## To do
From the entries provided below, copy each line that contains the word "displayable".

## Extracted entries
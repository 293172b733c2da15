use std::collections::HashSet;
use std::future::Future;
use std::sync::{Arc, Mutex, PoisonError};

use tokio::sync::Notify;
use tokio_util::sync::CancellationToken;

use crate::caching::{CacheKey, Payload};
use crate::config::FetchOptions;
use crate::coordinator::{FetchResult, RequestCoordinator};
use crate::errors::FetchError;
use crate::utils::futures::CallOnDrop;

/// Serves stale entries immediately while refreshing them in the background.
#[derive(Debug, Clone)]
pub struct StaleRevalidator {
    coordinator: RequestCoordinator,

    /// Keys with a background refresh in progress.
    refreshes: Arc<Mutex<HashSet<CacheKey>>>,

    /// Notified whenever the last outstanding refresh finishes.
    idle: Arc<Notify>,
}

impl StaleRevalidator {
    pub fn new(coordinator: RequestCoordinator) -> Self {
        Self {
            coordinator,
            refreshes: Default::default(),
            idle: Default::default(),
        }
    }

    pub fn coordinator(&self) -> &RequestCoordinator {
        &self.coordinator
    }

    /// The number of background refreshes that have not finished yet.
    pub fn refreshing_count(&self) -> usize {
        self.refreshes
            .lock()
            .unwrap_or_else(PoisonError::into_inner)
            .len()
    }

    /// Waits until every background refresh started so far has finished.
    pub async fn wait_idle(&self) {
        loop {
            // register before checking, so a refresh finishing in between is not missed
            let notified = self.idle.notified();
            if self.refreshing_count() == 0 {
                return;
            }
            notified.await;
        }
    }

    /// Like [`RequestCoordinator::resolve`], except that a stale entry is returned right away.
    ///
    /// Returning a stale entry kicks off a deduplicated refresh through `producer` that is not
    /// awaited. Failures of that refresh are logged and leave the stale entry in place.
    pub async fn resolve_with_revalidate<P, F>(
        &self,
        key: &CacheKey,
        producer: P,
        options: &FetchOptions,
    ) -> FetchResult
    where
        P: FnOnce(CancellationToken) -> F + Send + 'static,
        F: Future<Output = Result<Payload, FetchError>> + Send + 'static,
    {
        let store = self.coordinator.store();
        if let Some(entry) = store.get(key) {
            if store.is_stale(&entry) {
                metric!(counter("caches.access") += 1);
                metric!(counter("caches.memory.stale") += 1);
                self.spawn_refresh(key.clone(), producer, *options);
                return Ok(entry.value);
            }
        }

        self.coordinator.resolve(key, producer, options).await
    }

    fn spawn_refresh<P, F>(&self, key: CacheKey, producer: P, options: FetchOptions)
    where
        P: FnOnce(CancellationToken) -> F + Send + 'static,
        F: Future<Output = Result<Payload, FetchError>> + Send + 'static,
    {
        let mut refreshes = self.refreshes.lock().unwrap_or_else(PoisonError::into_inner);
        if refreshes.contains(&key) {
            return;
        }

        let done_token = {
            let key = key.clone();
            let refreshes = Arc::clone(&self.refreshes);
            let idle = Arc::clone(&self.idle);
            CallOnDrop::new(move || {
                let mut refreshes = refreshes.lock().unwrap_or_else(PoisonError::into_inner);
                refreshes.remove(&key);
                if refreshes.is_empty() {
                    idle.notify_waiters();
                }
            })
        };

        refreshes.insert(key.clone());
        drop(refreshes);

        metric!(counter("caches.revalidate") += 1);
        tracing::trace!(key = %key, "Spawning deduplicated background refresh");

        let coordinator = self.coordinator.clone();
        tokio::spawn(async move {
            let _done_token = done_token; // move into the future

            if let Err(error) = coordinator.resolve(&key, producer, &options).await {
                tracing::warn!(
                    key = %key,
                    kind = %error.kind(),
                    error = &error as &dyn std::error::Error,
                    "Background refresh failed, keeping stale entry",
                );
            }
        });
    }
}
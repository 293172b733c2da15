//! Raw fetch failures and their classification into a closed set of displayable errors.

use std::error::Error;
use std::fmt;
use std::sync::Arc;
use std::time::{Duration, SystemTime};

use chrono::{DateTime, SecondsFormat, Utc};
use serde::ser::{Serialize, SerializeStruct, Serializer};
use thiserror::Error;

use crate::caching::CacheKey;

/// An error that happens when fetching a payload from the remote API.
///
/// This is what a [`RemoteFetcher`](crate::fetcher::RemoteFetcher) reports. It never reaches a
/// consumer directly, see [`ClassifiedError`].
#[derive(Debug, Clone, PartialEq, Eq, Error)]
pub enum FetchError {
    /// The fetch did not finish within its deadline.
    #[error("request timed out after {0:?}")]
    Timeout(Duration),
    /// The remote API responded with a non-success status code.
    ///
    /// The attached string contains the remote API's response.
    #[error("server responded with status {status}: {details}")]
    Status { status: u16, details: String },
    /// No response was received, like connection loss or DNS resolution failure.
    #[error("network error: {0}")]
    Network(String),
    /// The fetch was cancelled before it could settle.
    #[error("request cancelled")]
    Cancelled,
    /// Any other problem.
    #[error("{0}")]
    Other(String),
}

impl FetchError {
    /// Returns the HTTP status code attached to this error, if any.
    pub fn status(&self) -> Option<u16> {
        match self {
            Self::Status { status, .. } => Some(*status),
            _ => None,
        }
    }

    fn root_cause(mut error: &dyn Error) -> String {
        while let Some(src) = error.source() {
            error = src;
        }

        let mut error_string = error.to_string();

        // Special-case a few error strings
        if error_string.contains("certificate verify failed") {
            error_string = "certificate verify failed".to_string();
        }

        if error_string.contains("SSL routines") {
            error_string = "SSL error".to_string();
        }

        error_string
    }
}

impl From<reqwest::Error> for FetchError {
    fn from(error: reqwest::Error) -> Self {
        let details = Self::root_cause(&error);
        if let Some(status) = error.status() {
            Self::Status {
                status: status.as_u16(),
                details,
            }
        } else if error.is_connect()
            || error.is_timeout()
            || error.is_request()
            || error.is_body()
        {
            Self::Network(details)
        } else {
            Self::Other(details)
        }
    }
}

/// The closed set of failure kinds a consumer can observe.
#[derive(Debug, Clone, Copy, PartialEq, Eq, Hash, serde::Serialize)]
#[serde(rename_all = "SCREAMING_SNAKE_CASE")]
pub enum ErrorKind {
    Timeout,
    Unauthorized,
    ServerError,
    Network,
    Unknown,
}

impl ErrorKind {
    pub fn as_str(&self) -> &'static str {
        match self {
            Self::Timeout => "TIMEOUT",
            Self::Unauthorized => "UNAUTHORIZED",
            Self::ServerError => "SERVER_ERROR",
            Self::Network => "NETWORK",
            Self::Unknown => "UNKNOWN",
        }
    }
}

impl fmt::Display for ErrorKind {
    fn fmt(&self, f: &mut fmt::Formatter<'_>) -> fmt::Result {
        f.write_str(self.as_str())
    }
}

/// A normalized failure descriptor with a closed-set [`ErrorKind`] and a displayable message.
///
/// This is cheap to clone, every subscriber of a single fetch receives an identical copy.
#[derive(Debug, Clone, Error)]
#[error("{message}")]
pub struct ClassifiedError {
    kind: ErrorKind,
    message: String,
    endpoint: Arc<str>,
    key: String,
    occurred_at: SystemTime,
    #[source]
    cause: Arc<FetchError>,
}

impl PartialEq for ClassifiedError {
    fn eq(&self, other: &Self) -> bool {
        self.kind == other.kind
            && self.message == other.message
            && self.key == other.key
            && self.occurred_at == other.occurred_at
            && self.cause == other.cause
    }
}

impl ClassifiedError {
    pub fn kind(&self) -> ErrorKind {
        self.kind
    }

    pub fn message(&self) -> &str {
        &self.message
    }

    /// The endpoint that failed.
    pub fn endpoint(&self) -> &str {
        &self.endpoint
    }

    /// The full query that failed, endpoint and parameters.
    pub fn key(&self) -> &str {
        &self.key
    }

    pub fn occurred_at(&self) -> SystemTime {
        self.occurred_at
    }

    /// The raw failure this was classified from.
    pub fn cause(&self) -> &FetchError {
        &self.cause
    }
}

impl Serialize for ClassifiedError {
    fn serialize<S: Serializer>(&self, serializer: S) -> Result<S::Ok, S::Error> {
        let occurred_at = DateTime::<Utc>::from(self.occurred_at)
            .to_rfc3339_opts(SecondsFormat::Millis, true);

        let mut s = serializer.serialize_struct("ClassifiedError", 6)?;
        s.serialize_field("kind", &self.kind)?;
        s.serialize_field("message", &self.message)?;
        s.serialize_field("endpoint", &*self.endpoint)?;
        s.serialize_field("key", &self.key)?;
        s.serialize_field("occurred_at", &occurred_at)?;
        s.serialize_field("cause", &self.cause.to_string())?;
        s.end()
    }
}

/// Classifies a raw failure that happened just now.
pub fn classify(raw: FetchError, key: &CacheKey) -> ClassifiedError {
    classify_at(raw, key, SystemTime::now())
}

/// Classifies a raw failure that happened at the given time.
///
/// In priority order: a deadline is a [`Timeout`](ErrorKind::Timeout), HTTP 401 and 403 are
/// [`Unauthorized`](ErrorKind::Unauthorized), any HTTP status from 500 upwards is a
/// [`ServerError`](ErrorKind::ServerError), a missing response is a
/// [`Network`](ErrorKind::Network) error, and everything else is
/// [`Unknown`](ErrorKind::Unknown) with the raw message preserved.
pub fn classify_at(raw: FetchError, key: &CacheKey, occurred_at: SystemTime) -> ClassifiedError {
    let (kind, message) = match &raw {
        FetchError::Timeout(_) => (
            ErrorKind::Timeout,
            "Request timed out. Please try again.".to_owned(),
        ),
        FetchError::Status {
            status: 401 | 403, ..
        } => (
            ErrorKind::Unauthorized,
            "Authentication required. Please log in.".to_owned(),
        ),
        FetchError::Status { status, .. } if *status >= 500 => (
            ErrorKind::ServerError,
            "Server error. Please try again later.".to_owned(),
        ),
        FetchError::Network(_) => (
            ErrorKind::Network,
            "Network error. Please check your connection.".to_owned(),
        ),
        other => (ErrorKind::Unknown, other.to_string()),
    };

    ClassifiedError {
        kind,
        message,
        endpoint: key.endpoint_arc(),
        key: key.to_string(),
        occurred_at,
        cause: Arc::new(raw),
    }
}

...

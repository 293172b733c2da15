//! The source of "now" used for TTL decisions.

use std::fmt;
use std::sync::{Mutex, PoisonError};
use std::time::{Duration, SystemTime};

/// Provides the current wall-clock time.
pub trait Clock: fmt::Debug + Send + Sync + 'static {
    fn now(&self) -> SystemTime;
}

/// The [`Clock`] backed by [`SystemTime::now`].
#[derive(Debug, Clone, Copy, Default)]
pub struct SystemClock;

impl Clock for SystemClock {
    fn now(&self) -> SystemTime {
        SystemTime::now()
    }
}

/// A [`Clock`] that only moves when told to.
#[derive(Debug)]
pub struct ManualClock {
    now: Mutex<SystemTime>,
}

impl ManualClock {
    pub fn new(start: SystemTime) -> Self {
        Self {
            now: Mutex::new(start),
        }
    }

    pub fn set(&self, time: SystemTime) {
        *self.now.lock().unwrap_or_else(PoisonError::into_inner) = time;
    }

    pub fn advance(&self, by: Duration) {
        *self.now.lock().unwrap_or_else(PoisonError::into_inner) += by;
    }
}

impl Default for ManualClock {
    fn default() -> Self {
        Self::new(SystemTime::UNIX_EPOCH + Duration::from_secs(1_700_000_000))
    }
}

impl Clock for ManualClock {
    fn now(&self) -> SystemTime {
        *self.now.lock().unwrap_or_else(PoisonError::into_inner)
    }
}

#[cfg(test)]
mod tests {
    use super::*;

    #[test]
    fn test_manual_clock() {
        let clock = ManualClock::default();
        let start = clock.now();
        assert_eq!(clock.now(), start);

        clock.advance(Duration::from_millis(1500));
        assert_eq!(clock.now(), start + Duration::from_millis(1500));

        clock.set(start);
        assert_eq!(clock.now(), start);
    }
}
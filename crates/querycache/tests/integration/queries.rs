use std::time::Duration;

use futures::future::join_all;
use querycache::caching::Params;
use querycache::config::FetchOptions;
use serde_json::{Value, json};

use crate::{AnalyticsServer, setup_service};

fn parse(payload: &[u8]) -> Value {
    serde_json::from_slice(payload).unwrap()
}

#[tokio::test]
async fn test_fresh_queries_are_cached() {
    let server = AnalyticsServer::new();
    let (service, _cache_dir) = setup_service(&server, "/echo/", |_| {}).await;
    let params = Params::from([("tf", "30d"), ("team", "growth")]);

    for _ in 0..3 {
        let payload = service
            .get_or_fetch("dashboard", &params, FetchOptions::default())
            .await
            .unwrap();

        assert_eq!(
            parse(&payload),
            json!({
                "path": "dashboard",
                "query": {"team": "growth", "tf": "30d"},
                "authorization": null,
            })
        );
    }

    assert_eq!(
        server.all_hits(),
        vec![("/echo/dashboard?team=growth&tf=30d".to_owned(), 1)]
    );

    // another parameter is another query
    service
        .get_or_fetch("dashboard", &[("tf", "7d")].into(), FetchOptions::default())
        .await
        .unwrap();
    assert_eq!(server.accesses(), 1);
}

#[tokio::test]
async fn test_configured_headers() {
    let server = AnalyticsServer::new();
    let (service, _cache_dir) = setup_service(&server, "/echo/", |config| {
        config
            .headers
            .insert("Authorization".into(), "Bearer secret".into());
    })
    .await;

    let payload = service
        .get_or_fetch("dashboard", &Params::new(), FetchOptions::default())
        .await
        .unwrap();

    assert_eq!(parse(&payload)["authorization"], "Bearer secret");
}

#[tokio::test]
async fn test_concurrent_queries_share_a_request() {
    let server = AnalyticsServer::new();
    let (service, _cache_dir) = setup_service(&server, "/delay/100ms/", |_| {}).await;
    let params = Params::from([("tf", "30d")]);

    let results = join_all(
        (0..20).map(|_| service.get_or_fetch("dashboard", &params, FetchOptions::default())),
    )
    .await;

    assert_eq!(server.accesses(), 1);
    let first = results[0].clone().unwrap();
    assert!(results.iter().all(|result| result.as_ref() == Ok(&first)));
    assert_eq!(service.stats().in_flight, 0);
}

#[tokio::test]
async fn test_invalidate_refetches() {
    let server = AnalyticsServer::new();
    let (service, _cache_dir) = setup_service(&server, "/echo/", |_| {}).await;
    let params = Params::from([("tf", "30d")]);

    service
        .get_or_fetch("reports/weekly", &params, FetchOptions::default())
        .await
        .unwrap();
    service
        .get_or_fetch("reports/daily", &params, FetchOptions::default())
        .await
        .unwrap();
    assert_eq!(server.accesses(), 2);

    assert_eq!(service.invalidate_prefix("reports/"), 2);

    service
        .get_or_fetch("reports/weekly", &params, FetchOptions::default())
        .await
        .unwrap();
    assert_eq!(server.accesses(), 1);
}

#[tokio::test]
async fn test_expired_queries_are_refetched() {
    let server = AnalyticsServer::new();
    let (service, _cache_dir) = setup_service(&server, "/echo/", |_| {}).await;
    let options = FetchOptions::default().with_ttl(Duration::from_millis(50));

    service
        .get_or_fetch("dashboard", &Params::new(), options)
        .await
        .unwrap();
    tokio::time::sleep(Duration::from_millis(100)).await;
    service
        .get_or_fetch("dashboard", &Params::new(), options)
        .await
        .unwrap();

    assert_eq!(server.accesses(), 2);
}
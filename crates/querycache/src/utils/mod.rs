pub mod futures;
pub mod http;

* * *

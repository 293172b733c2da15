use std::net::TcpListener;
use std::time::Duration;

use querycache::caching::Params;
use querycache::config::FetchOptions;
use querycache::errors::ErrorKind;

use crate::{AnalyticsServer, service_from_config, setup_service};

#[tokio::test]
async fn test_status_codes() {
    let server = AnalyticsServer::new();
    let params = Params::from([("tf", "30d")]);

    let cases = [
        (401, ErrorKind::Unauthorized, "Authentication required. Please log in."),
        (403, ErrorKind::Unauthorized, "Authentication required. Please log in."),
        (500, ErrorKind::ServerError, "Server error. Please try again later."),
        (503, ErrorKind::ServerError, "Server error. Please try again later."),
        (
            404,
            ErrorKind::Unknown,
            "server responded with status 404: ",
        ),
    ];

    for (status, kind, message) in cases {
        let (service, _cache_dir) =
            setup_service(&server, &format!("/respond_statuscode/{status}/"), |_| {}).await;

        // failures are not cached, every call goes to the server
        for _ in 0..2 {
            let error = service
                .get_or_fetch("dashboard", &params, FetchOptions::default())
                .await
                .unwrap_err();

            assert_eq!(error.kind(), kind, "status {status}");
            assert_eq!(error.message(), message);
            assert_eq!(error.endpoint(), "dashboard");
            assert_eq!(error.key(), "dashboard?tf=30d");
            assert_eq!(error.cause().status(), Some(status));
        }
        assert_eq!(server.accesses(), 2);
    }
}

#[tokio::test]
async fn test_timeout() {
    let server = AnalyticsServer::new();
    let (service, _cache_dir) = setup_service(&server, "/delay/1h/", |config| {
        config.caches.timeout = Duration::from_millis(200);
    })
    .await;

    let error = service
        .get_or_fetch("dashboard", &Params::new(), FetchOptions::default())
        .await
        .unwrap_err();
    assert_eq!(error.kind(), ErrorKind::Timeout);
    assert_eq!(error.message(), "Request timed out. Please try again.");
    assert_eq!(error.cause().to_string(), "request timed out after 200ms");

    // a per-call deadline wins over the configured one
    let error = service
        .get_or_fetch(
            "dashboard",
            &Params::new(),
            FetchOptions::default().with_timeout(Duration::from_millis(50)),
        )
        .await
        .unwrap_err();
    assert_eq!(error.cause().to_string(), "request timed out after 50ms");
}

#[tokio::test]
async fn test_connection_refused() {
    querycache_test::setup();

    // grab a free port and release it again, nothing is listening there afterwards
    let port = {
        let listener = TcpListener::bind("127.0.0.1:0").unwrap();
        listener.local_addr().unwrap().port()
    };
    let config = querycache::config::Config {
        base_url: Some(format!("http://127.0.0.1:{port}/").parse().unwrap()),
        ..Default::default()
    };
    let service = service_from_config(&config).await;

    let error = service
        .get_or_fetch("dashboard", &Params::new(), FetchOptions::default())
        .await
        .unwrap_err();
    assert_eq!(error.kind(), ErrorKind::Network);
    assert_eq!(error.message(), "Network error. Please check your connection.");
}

## Solution
//! Raw fetch failures and their classification into a closed set of displayable errors.
/// A normalized failure descriptor with a closed-set [`ErrorKind`] and a displayable message.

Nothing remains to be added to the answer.